- WHAT THE TASK ASKS
Using the records below, report how many lines hold "Fire", with no extra text.

- Dataset records

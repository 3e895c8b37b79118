//! UpdateItem compilation tests.

#[cfg(test)]
mod tests {
    use rustack_query_core::{Connective, Operand, PredicateKind};
    use rustack_query_model::input::UpdateItemInput;
    use rustack_query_model::types::ReturnValue;
    use rustack_query_model::{AttributeValue, Marshaler};
    use serde_json::json;

    use crate::test_table;

    #[derive(Debug, Clone, PartialEq, serde::Serialize, serde::Deserialize)]
    struct Game {
        id: u32,
        name: String,
        year: u16,
    }

    #[test]
    fn test_should_compile_update_from_key_and_values() -> anyhow::Result<()> {
        let request = test_table("games")
            .update()
            .build_update_query(&json!({"id": 2}), &json!({"name": "FIFA", "year": 2023}))?
            .compile(None)?;

        assert_eq!(
            request.into_value(),
            json!({
                "TableName": "games",
                "Key": {"id": {"N": "2"}},
                "UpdateExpression": "SET name = :p1, year = :p2",
                "ExpressionAttributeValues": {
                    ":p1": {"S": "FIFA"},
                    ":p2": {"N": "2023"}
                }
            })
        );
        Ok(())
    }

    #[test]
    fn test_should_update_only_changed_struct_fields() -> anyhow::Result<()> {
        let before = Game {
            id: 7,
            name: "PES".to_owned(),
            year: 2020,
        };
        let after = Game {
            year: 2021,
            ..before.clone()
        };

        let input: UpdateItemInput = test_table("games")
            .update()
            .diff(&json!({"id": 7}), &before, &after)?
            .return_values(ReturnValue::UpdatedNew)
            .compile(None)?
            .into_input()?;

        assert_eq!(input.update_expression.as_deref(), Some("SET year = :p1"));
        assert_eq!(
            input.expression_attribute_values.get(":p1"),
            Some(&AttributeValue::number(2021))
        );
        assert_eq!(input.return_values, Some(ReturnValue::UpdatedNew));
        Ok(())
    }

    #[test]
    fn test_should_keep_update_and_condition_placeholders_apart() -> anyhow::Result<()> {
        let input = test_table("games")
            .update()
            .key(&json!({"id": 1}))?
            .set("year", &2024)?
            .condition(Connective::And, PredicateKind::Lt, "year", Operand::scalar(2024))?
            .to_input();

        assert_eq!(input.update_expression.as_deref(), Some("SET year = :p1"));
        assert_eq!(input.condition_expression.as_deref(), Some("(year < :p2)"));
        assert_eq!(input.expression_attribute_values.len(), 2);
        Ok(())
    }

    #[test]
    fn test_should_roundtrip_item_through_marshaler() -> anyhow::Result<()> {
        let game = Game {
            id: 3,
            name: "Tetris".to_owned(),
            year: 1984,
        };
        let marshaler = Marshaler::new();
        let item = marshaler.marshal_item(&game)?;
        assert_eq!(item["name"], AttributeValue::from("Tetris"));
        let back: Game = marshaler.unmarshal_into(&item)?;
        assert_eq!(back, game);
        Ok(())
    }
}
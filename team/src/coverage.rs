//! Team-wide defensive coverage
//!
//! Counts, for every attacking type, how many members are weak to it and how
//! many resist it or are immune to it.

use typedex_chart::{TYPE_COUNT, Type, analyze_defense};

/// A type is a threat when at least this many members are weak to it and none resist it
pub const THREAT_MIN_WEAK: usize = 2;

/// A type is covered when at least this many members resist it and at most one is weak
pub const COVERED_MIN_RESIST: usize = 3;

/// Per-type weakness and resistance counts for a team
#[derive(Debug, Clone, PartialEq, Eq)]
pub struct TeamCoverage {
    weak: [usize; TYPE_COUNT],
    resist: [usize; TYPE_COUNT],
}

impl TeamCoverage {
    /// Members taking more than 1x from `attacker`
    pub fn weak_count(&self, attacker: Type) -> usize {
        self.weak[attacker.index()]
    }

    /// Members taking less than 1x from `attacker`, immunities included
    pub fn resist_count(&self, attacker: Type) -> usize {
        self.resist[attacker.index()]
    }

    /// Attacking types several members are weak to and nobody resists
    pub fn threats(&self) -> Vec<Type> {
        Type::ALL
            .into_iter()
            .filter(|t| self.weak_count(*t) >= THREAT_MIN_WEAK && self.resist_count(*t) == 0)
            .collect()
    }

    /// Attacking types most of the team shrugs off
    pub fn covered(&self) -> Vec<Type> {
        Type::ALL
            .into_iter()
            .filter(|t| self.resist_count(*t) >= COVERED_MIN_RESIST && self.weak_count(*t) <= 1)
            .collect()
    }
}

/// Coverage for a team given each member's types, `None` for an empty team
pub fn coverage<'a, I>(members: I) -> Option<TeamCoverage>
where
    I: IntoIterator<Item = &'a [Type]>,
{
    let mut weak = [0; TYPE_COUNT];
    let mut resist = [0; TYPE_COUNT];
    let mut count = 0;

    for types in members {
        count += 1;
        let profile = analyze_defense(types);
        for t in &profile.weaknesses {
            weak[t.index()] += 1;
        }
        for t in profile.resistances.iter().chain(&profile.immunities) {
            resist[t.index()] += 1;
        }
    }

    if count == 0 {
        return None;
    }
    Some(TeamCoverage { weak, resist })
}

#[cfg(test)]
mod tests {
    use super::*;

    fn team(members: &[&[Type]]) -> TeamCoverage {
        coverage(members.iter().copied()).unwrap()
    }

    #[test]
    fn test_empty_team() {
        assert!(coverage(Vec::<&[Type]>::new()).is_none());
    }

    #[test]
    fn test_counts() {
        let cov = team(&[&[Type::Water], &[Type::Water, Type::Flying], &[Type::Ghost]]);

        // Water 2x, water/flying 4x, ghost neutral
        assert_eq!(cov.weak_count(Type::Electric), 2);
        assert_eq!(cov.resist_count(Type::Electric), 0);
        // Ghost is immune to normal; nobody else resists it
        assert_eq!(cov.resist_count(Type::Normal), 1);
        assert_eq!(cov.resist_count(Type::Fire), 2);
    }

    #[test]
    fn test_threats() {
        let cov = team(&[&[Type::Water], &[Type::Water, Type::Flying], &[Type::Ghost]]);
        assert_eq!(cov.threats(), vec![Type::Electric]);
    }

    #[test]
    fn test_threat_cancelled_by_one_resist() {
        let cov = team(&[&[Type::Water], &[Type::Water, Type::Flying], &[Type::Grass]]);
        // Grass resists electric
        assert!(!cov.threats().contains(&Type::Electric));
    }

    #[test]
    fn test_covered() {
        let cov = team(&[&[Type::Steel], &[Type::Steel, Type::Flying], &[Type::Fairy]]);
        let covered = cov.covered();
        // Steel, steel/flying and fairy all resist bug; fairy is immune to dragon
        assert!(covered.contains(&Type::Bug));
        assert!(covered.contains(&Type::Dragon));
        assert!(!covered.contains(&Type::Fire));
    }
}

- REPLY TO THE EXERCISE
2